13. The modern sorcery company Ltd. Give a gratis performance
The days that followed were dark days for Gladys. Her father, whom she loved—and, until now, had never realized how much she loved—lay seriously ill. He had had a stroke which, although fortunately slight, must, as the doctor said, be regarded as a prelude to what would happen, unless he was kept very quiet. And to keep him quiet was not an easy thing to do. His mind continually reverted to what had just taken place, and he was for ever asking Gladys to tell him whether anything further had occurred in connection with it, whether there was anything about it in the papers.
Gladys, of course, was obliged to dissemble. She hated anything approaching dissimulation, but on this occasion there was no help for it, and what she told John Martin was the reverse of what she knew to be actually happening. The papers were full to overflowing with accounts of that fatal night's proceedings, and of the marvellous gratis exhibition given on the succeeding evening by the Modern Sorcery Company Ltd.

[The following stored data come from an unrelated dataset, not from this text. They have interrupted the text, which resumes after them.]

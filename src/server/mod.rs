//! Server side of the chat backend
//!
//! ## Components
//!
//! - **Presence registry**: identity -> live connection, newest wins
//! - **Connection gateway**: handshake, frame dispatch, state machine
//! - **Message fan-out**: persist first, then confirm and deliver
//! - **Signal router**: typing indicators, lossy by design
//! - **Presence broadcaster**: online/offline/status fan-out + store mirror

pub mod broadcast;
pub mod chat_server;
pub mod connection;
pub mod fanout;
pub mod presence;
pub mod rooms;
pub mod signals;

pub use broadcast::PresenceBroadcaster;
pub use chat_server::{ChatServer, ServerConfig, ServerStats};
pub use connection::{ConnectionHandler, Delivery, GatewayEvent};
pub use fanout::MessageFanout;
pub use presence::{ConnectionHandle, PresenceEntry, PresenceRegistry};
pub use rooms::ChatRooms;
pub use signals::SignalRouter;
//! Durable store abstraction
//!
//! The chat core never talks to a database directly; it goes through the
//! [`Store`] trait, which exposes the narrow create/find/update surface the
//! engines need. Implementations own record-level atomicity; no multi-record
//! transaction is assumed.

pub mod memory;
pub mod models;

pub use memory::MemoryStore;
pub use models::{canonical_pair, Chat, Message, User};

use crate::protocol::events::UserStatus;
use async_trait::async_trait;
use std::fmt::{self, Display, Formatter};

/// Store-level failures
#[derive(Debug, Clone, PartialEq, Eq)]
pub enum StoreError {
    /// Record required by the operation does not exist
    Missing,
    /// Uniqueness constraint violated
    Conflict,
    /// Backend unavailable or rejected the operation
    Unavailable(String),
}

impl Display for StoreError {
    fn fmt(&self, f: &mut Formatter<'_>) -> fmt::Result {
        match self {
            Self::Missing => write!(f, "missing record"),
            Self::Conflict => write!(f, "uniqueness conflict"),
            Self::Unavailable(msg) => write!(f, "store unavailable: {}", msg),
        }
    }
}

impl std::error::Error for StoreError {}

/// Narrow persistence interface consumed by the chat core
///
/// Deleted messages are excluded from every read method.
#[async_trait]
pub trait Store: Send + Sync {
    /// Look up a user by ID
    async fn find_user(&self, user_id: &str) -> Result<Option<User>, StoreError>;

    /// Mirror a user's availability and last-seen timestamp
    async fn update_user_status(
        &self,
        user_id: &str,
        status: UserStatus,
        last_seen: u64,
    ) -> Result<(), StoreError>;

    /// Persist a new message record
    async fn create_message(&self, message: Message) -> Result<(), StoreError>;

    /// Look up a message by ID (soft-deleted messages are invisible)
    async fn find_message(&self, message_id: &str) -> Result<Option<Message>, StoreError>;

    /// Replace a message record (read/edit/delete mutations)
    async fn update_message(&self, message: &Message) -> Result<(), StoreError>;

    /// Look up a chat by ID
    async fn find_chat(&self, chat_id: &str) -> Result<Option<Chat>, StoreError>;

    /// Look up the direct chat for an unordered participant pair
    async fn find_chat_by_participants(
        &self,
        a: &str,
        b: &str,
    ) -> Result<Option<Chat>, StoreError>;

    /// Create the direct chat for an unordered participant pair
    ///
    /// Create-or-fetch-on-conflict: when a concurrent caller already created
    /// the chat for the same pair, the existing record is returned instead of
    /// a duplicate. This is the uniqueness safeguard for racing first
    /// messages.
    async fn create_chat(&self, a: &str, b: &str) -> Result<Chat, StoreError>;

    /// Record a chat's newest message and bump its activity timestamp
    async fn update_chat_last_message(
        &self,
        chat_id: &str,
        message_id: &str,
        at: u64,
    ) -> Result<(), StoreError>;

    /// List messages exchanged between two users, oldest first
    /// (soft-deleted messages excluded)
    async fn list_messages_between(
        &self,
        a: &str,
        b: &str,
        limit: usize,
    ) -> Result<Vec<Message>, StoreError>;
}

The Hooter, for example, had a full column on the middle page headed in large type—
"Extraordinary Scene at Martin and Davenport's"
"The Greatest Conjuring Tricks in the World Solved!"
Whilst the Daily Snapper, determined to be none the less sensational, began thus:
"Mysteries No Longer!"
"The Brass Coffin Trick" And "Eve at the Window" Done at Last!
"Martin and Davenport Lose Their Prestige"
This was bad enough, but the Planet published a paragraph that was even more galling, viz.—
"Now that Messrs. Martin and Davenport's great Illusions have been explained and their Hall in Kingsway, so long famous as the Home of Puzzledom, of necessity shorn of its glamour, one need not be surprised if those who delight in this kind of mystery, should turn elsewhere for their amusement. The British Public, which is above all things enamoured of novelty, will, doubtless, now resort to the Modern Sorcery Company, whose House in Cockspur Street bids fair to become the future home of everything uncanny. Their programme—to the uninitiated—presents possibilities—and impossibilities."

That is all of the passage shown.